As an aside. the gold mining stocks have finally started to outperform and have a ton of catching up to do. This is one area of the market we are excited about Gold and income-generating securities. Its called the bond-bullion barbell.
Monday, October 15th, 2012
by David Rosenberg of Gluskin Sheff
Wealth Effect R.I.P.?
So the Fed is pinning its hopes on stimulating the economy via the wealth effect again, as it did when it revived the post-tech-wreck asset bubble in housing and credit in that now infamous 2003-07 period of radical excess. But here’s the rub. While there is a wealth effect on spending, the correlation going back to 1952 is only 57%. But the correlation between spending and after-tax personal incomes is more like 75%. The impact is leagues apart. And that is the problem here, as we saw real disposable personal income decline 0.3% in August for the largest setback of the year. The QE2 trend of 1.7% is about half the 3.2% trend that was in place at the time of 0E2. Not only that, but the personal savings rate is too low to kick-start spending, even if the Fed is successful in generating significant asset price inflation. The savings rate now is at a mere 3.7%, whereas it was 6% at the time of QE1 back in 2009 and over 5% at the time of QE2 2010 — in other words, there is less pent-up demand right now and a much greater need to rebuild rather than draw down the personal savings rate. This is a key obstacle even in the face of higher net worth.

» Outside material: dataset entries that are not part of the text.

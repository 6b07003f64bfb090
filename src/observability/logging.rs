//! Structured logging configuration.

use std::path::PathBuf;

/// Environment variable holding an `EnvFilter` directive.
pub const LOG_FILTER_ENV: &str = "REDLINE_LOG";
/// Environment variable selecting the log format (`pretty` or `json`).
pub const LOG_FORMAT_ENV: &str = "REDLINE_LOG_FORMAT";
/// Environment variable naming a file to append logs to.
pub const LOG_FILE_ENV: &str = "REDLINE_LOG_FILE";

const DEFAULT_FILTER: &str = "warn";
const VERBOSE_FILTER: &str = "debug";

/// Log output format.
#[derive(Debug, Clone, Copy, PartialEq, Eq, Default)]
pub enum LogFormat {
    /// Human-readable lines.
    #[default]
    Pretty,
    /// One JSON object per event.
    Json,
}

impl LogFormat {
    /// Parses a format name, falling back to [`LogFormat::Pretty`].
    #[must_use]
    pub fn parse(s: &str) -> Self {
        match s.trim().to_lowercase().as_str() {
            "json" => Self::Json,
            _ => Self::Pretty,
        }
    }
}

/// Logging configuration.
///
/// Logs never go to stdout, which carries the filtered text.
#[derive(Debug, Clone, PartialEq, Eq)]
pub struct LoggingConfig {
    /// `EnvFilter` directive, e.g. `warn` or `redline=debug`.
    pub filter: String,
    /// Output format.
    pub format: LogFormat,
    /// Append to this file instead of writing to stderr.
    pub file: Option<PathBuf>,
}

impl Default for LoggingConfig {
    fn default() -> Self {
        Self {
            filter: DEFAULT_FILTER.to_string(),
            format: LogFormat::default(),
            file: None,
        }
    }
}

impl LoggingConfig {
    /// Builds logging configuration from the process environment.
    ///
    /// `verbose` raises the default level to `debug`; an explicit
    /// `REDLINE_LOG` directive still wins.
    #[must_use]
    pub fn from_env(verbose: bool) -> Self {
        Self::from_lookup(verbose, |key| std::env::var(key).ok())
    }

    /// Builds logging configuration from an arbitrary variable lookup.
    #[must_use]
    pub fn from_lookup<F>(verbose: bool, lookup: F) -> Self
    where
        F: Fn(&str) -> Option<String>,
    {
        let non_empty = |key: &str| lookup(key).filter(|value| !value.trim().is_empty());

        let filter = non_empty(LOG_FILTER_ENV).unwrap_or_else(|| {
            (if verbose { VERBOSE_FILTER } else { DEFAULT_FILTER }).to_string()
        });
        let format = non_empty(LOG_FORMAT_ENV)
            .map(|value| LogFormat::parse(&value))
            .unwrap_or_default();
        let file = non_empty(LOG_FILE_ENV).map(PathBuf::from);

        Self {
            filter,
            format,
            file,
        }
    }
}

What is fascinating is that the rise in net worth looks fairly tenuous. Yes, home prices have risen on the back of tighter supplies but the builders have ramped up production by nearly 30% over the past year. And the first-time buyer is dormant, which means that the key source of demand in the food chain is still missing, and investor-based buying will only go so far in terms of sustaining any further home price appreciation.
But it is the action in the equity market that is most telling. This is the first time after any major central bank incursion — QE1, QE2, Operation Twist and LTRO — that 13 (trading) days after the announcement, the stock market is lower. The S&P 500 has dropped 1% since the day of the Fed meeting whereas it was up an average of 4% at this juncture following the other four announcements. I had said earlier that the Fed has likely established a firm floor but it looks clear that the more ominous global economic backdrop has also established a ceiling — I mean, weren’t the lagging hedge funds supposed to have been piling in by now? And all of the cyclical sectors are lower which again is highly atypical—all down around 2%. And if there was a group that the Fed was really trying to support it was the Financials and this sector is down 3% along with basic materials. Go figure. The more defensive areas like Health care, Utilities and staples have outperformed, which is very rare after a QE announcement out of the Fed.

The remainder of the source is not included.